When we acquire businesses that are making the packages, they help to drive integration rates up, us using more of our fiber to actually make the end products. We're contemplating a move to investment grade. We are one notch below. We've been there by the design for quite some time. We now have the scale, as well as the geographic distribution, the margins, the balance sheet, to contemplate that, and it's something that we're working through this year. It's not an absolute, but it's something that we think we have earned the right to pursue that if we choose to pursue it. That's something that we're putting out there as well. We're excited about the progress that we've made. We've had very good progress up until 2022.
We're actually looking forward to the year we're in, 2023, despite many of the challenges that are existing relative to a little bit of heat on the consumer, mostly because we kinda operate on the non-discretionary side of our lives.
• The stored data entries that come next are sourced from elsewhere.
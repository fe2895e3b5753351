//! Guided entity creation as an explicit state machine.
//!
//! The wizard is pure state: it owns the accumulated form data and the
//! current phase, and exposes transitions that a front end renders however
//! it likes. Steps whose skip condition matches the accumulated data are
//! transparent in both directions and contribute nothing to gating or
//! progress.

use std::collections::{HashMap, HashSet};

use serde_json::Value;
use tracing::debug;

use crate::config::{CreationMethod, EntityConfig, WizardStep};
use crate::error::WizardError;
use crate::value;

/// Step id reserved for the method picker; it is rendered by the method
/// selection phase and never visited as a form step.
const METHOD_SELECTION_ID: &str = "method-selection";

#[derive(Debug, Clone, Copy, PartialEq, Eq)]
pub enum WizardPhase {
    /// Waiting for a creation method to be chosen.
    Selection,
    /// Collecting fields on the step at this index into the config's list.
    Step(usize),
    /// All steps passed; the accumulated data has been yielded.
    Complete,
}

pub struct Wizard {
    config: EntityConfig,
    phase: WizardPhase,
    method: Option<CreationMethod>,
    data: HashMap<String, Value>,
    completed: HashSet<String>,
}

impl Wizard {
    pub fn new(config: &EntityConfig) -> Self {
        Self {
            config: config.clone(),
            phase: WizardPhase::Selection,
            method: None,
            data: HashMap::new(),
            completed: HashSet::new(),
        }
    }

    pub fn phase(&self) -> WizardPhase {
        self.phase
    }

    pub fn method(&self) -> Option<CreationMethod> {
        self.method
    }

    pub fn current_step(&self) -> Option<&WizardStep> {
        match self.phase {
            WizardPhase::Step(index) => self.config.wizard.steps.get(index),
            _ => None,
        }
    }

    pub fn accumulated_data(&self) -> &HashMap<String, Value> {
        &self.data
    }

    /// Whether the step with this id has been passed.
    pub fn is_step_complete(&self, step_id: &str) -> bool {
        self.completed.contains(step_id)
    }

    /// Choose the creation method and move to the first applicable step.
    /// A config with no form steps completes immediately.
    pub fn select_method(&mut self, method: CreationMethod) {
        debug!(?method, entity_type = %self.config.entity_type, "wizard method selected");
        self.method = Some(method);
        self.phase = match self.next_active_from(0) {
            Some(index) => WizardPhase::Step(index),
            None => WizardPhase::Complete,
        };
    }

    /// Record a field value. Skip conditions and step validity are evaluated
    /// against the updated data on the next transition.
    pub fn set_field(&mut self, key: impl Into<String>, value: Value) {
        self.data.insert(key.into(), value);
    }

    /// Field keys on the current step that still block advancement: every
    /// field of a `required` step, plus any schema-required field, that is
    /// still empty.
    pub fn missing_required(&self) -> Vec<String> {
        let step = match self.current_step() {
            Some(step) => step,
            None => return Vec::new(),
        };
        step.fields
            .iter()
            .filter(|key| {
                let schema_required = self
                    .config
                    .field(key)
                    .map(|field| field.required)
                    .unwrap_or(false);
                step.required || schema_required
            })
            .filter(|key| self.data.get(*key).map(value::is_empty).unwrap_or(true))
            .cloned()
            .collect()
    }

    pub fn is_step_valid(&self) -> bool {
        self.missing_required().is_empty()
    }

    /// Advance past the current step. Returns the accumulated data when the
    /// last step is passed; `None` while steps remain.
    pub fn next(&mut self) -> Result<Option<HashMap<String, Value>>, WizardError> {
        let index = match self.phase {
            WizardPhase::Selection => return Err(WizardError::NoMethodSelected),
            WizardPhase::Complete => return Err(WizardError::AlreadyComplete),
            WizardPhase::Step(index) => index,
        };

        let missing = self.missing_required();
        if !missing.is_empty() {
            return Err(WizardError::StepIncomplete(missing));
        }

        if let Some(step) = self.config.wizard.steps.get(index) {
            self.completed.insert(step.id.clone());
        }

        match self.next_active_from(index + 1) {
            Some(next_index) => {
                self.phase = WizardPhase::Step(next_index);
                Ok(None)
            }
            None => {
                self.phase = WizardPhase::Complete;
                Ok(Some(self.data.clone()))
            }
        }
    }

    /// Step back to the previous applicable step. No-op on the first step
    /// and outside the step phase.
    pub fn previous(&mut self) {
        if let WizardPhase::Step(index) = self.phase {
            if let Some(previous_index) = self.previous_active_before(index) {
                self.phase = WizardPhase::Step(previous_index);
            }
        }
    }

    /// Position through the applicable steps, 0..=100. Selection is 0 and
    /// completion is 100; skipped steps are excluded from the denominator.
    pub fn progress_percent(&self) -> u8 {
        match self.phase {
            WizardPhase::Selection => 0,
            WizardPhase::Complete => 100,
            WizardPhase::Step(index) => {
                let active: Vec<usize> = self.active_indices().collect();
                let position = match active.iter().position(|&i| i == index) {
                    Some(position) => position,
                    None => return 0,
                };
                ((position as f64 / active.len() as f64) * 100.0).round() as u8
            }
        }
    }

    /// Discard all accumulated state and return to method selection.
    pub fn reset(&mut self) {
        self.phase = WizardPhase::Selection;
        self.method = None;
        self.data.clear();
        self.completed.clear();
    }

    fn is_skipped(&self, step: &WizardStep) -> bool {
        if step.id == METHOD_SELECTION_ID {
            return true;
        }
        step.skip_condition
            .as_ref()
            .map(|condition| condition.matches(&self.data))
            .unwrap_or(false)
    }

    fn active_indices(&self) -> impl Iterator<Item = usize> + '_ {
        self.config
            .wizard
            .steps
            .iter()
            .enumerate()
            .filter(|(_, step)| !self.is_skipped(step))
            .map(|(index, _)| index)
    }

    fn next_active_from(&self, start: usize) -> Option<usize> {
        self.active_indices().find(|&index| index >= start)
    }

    fn previous_active_before(&self, index: usize) -> Option<usize> {
        self.active_indices().filter(|&i| i < index).last()
    }
}

#[cfg(test)]
mod tests {
    use super::*;
    use crate::config::builtin;
    use serde_json::json;

    fn wizard() -> Wizard {
        let config = builtin::character();
        Wizard::new(&config)
    }

    fn step_id(wizard: &Wizard) -> String {
        wizard.current_step().map(|s| s.id.clone()).unwrap_or_default()
    }

    #[test]
    fn starts_in_selection_and_gates_on_method() {
        let mut w = wizard();
        assert_eq!(w.phase(), WizardPhase::Selection);
        assert_eq!(w.progress_percent(), 0);
        assert!(matches!(w.next(), Err(WizardError::NoMethodSelected)));
    }

    #[test]
    fn select_method_skips_the_placeholder_step() {
        let mut w = wizard();
        w.select_method(CreationMethod::Manual);
        assert_eq!(step_id(&w), "basics");
    }

    #[test]
    fn next_is_gated_on_required_fields() {
        let mut w = wizard();
        w.select_method(CreationMethod::Manual);

        match w.next() {
            Err(WizardError::StepIncomplete(missing)) => {
                assert_eq!(missing, vec!["name".to_string(), "role".to_string()]);
            }
            other => panic!("expected StepIncomplete, got {other:?}"),
        }

        w.set_field("name", json!("Aria"));
        w.set_field("role", json!("Protagonist"));
        assert!(w.is_step_valid());
        assert!(matches!(w.next(), Ok(None)));
        assert_eq!(step_id(&w), "description");
        assert!(w.is_step_complete("basics"));
    }

    #[test]
    fn previous_is_a_noop_on_the_first_step() {
        let mut w = wizard();
        w.select_method(CreationMethod::Manual);
        w.previous();
        assert_eq!(step_id(&w), "basics");

        w.set_field("name", json!("Aria"));
        w.set_field("role", json!("Protagonist"));
        w.next().unwrap();
        w.previous();
        assert_eq!(step_id(&w), "basics");
    }

    #[test]
    fn skip_condition_hops_the_step_in_both_directions() {
        let mut w = wizard();
        w.select_method(CreationMethod::Manual);
        w.set_field("name", json!("Guard"));
        w.set_field("role", json!("Minor"));
        w.next().unwrap();

        w.set_field("description", json!("A gate guard."));
        w.set_field("personality", json!("Gruff."));
        w.next().unwrap();
        // `background` is skipped for Minor characters.
        assert_eq!(step_id(&w), "review");

        w.previous();
        assert_eq!(step_id(&w), "description");
    }

    #[test]
    fn completing_the_last_step_yields_the_data() {
        let mut w = wizard();
        w.select_method(CreationMethod::Ai);
        w.set_field("name", json!("Aria"));
        w.set_field("role", json!("Protagonist"));
        w.next().unwrap();
        w.set_field("description", json!("A sea captain."));
        w.set_field("personality", json!("Fierce."));
        w.next().unwrap();
        assert_eq!(step_id(&w), "background");
        w.next().unwrap();
        assert_eq!(step_id(&w), "review");

        let data = w.next().unwrap().expect("final step yields data");
        assert_eq!(data["name"], json!("Aria"));
        assert_eq!(w.phase(), WizardPhase::Complete);
        assert_eq!(w.progress_percent(), 100);
        assert!(matches!(w.next(), Err(WizardError::AlreadyComplete)));
    }

    #[test]
    fn progress_advances_over_active_steps() {
        let mut w = wizard();
        w.select_method(CreationMethod::Manual);
        let at_basics = w.progress_percent();
        w.set_field("name", json!("Aria"));
        w.set_field("role", json!("Protagonist"));
        w.next().unwrap();
        let at_description = w.progress_percent();
        assert!(at_description > at_basics);
    }

    #[test]
    fn reset_discards_everything() {
        let mut w = wizard();
        w.select_method(CreationMethod::Manual);
        w.set_field("name", json!("Aria"));
        w.reset();
        assert_eq!(w.phase(), WizardPhase::Selection);
        assert!(w.accumulated_data().is_empty());
        assert_eq!(w.method(), None);
    }
}
//! StoryForge - Configuration-Driven Entity Engine
//!
//! This crate turns declarative entity configurations into working forms,
//! validation, AI generation and lifecycle management for creative-writing
//! projects. One `EntityConfig` describes an entity type once; the engine
//! derives everything else from it.
//!
//! ## Architecture
//! All entity operations flow through the configuration:
//! EntityConfig -> Compiled Form -> Validated Data -> Store / Generation
//!
//! ## Quick Start
//!
//! ```rust
//! use storyforge::config::ConfigRegistry;
//! use storyforge::form::FormCompiler;
//!
//! let registry = ConfigRegistry::with_builtins();
//! let config = registry.require("characters").unwrap();
//! let form = FormCompiler::compile(config, None).unwrap();
//! assert!(form.rule("name").is_some());
//! ```

// Core error handling
pub mod error;

// Declarative configuration and the registry
pub mod config;

// Form compilation, validation and draft state
pub mod form;

// AI generation pipeline
pub mod generation;

// Guided creation state machine
pub mod wizard;

// Entity lifecycle, querying and persistence
pub mod manager;

// Shared JSON value coercions
pub(crate) mod value;

pub use config::{ConfigRegistry, EntityConfig, FieldPriority, FieldSchema, FieldType};
pub use error::{
    ConfigError, EngineError, GenerationError, StoreError, ValidationError, WizardError,
};
pub use form::{CompiledForm, FormCompiler, FormState};
pub use generation::{
    GenerationContext, GenerationPipeline, HttpTextProvider, ProjectContext, ProviderConfig,
    TargetSeed, TextGenerationProvider,
};
pub use manager::{Entity, EntityManager, EntityQuery, EntityStore, FilterValue, HttpEntityStore};
pub use wizard::{Wizard, WizardPhase};

/// Install a default `tracing` subscriber for hosts that have not set one
/// up. Safe to call more than once; later calls are ignored.
pub fn init_tracing() {
    let _ = tracing_subscriber::fmt().with_target(false).try_init();
}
Most of what you do as a consumer is you're making your $5, $10, $15 decisions when you buy something that we've packaged, as opposed to something that's a material investment that you would be making on a more discretionary basis. That's really the overview. I think I did that in the roughly the time that you had in mind there, Sam. I think that leaves us with a couple of minutes. Thanks, everybody.
Terrific. We have about five minutes for any questions in the room here. When you originally talked about Kalamazoo K2, the returns on that project at that time were projected to be that same kind of 11%-12% or so.
Yep.
that you're forecasting for Waco, and ultimately those returns look like they're gonna be more like mid to high teens.
Yeah.
Give some similarities or maybe some differences between the two projects and what sort of circumstances might occur for Waco to have higher returns than you're originally forecasting?
Yeah. No, thanks for that, Sam. I think we're. You're right. We've kind of when we announced Kalamazoo, you said it. It was right in the wheelhouse of the returns we just described, and we're operating several hundred basis points above that is our expectation. We'll get the second tranche of EBITDA this year. One of the reasons our EBITDA is growing in 2023 is because of Kalamazoo running at full speed and capabilities as we had expected it to. It's gonna be what you just talked about in terms of our confidence in the fixed cost reduction. Variable cost reduction is exceptionally high. Where there'll be upside, we believe, is in some of the incremental investments that we're making.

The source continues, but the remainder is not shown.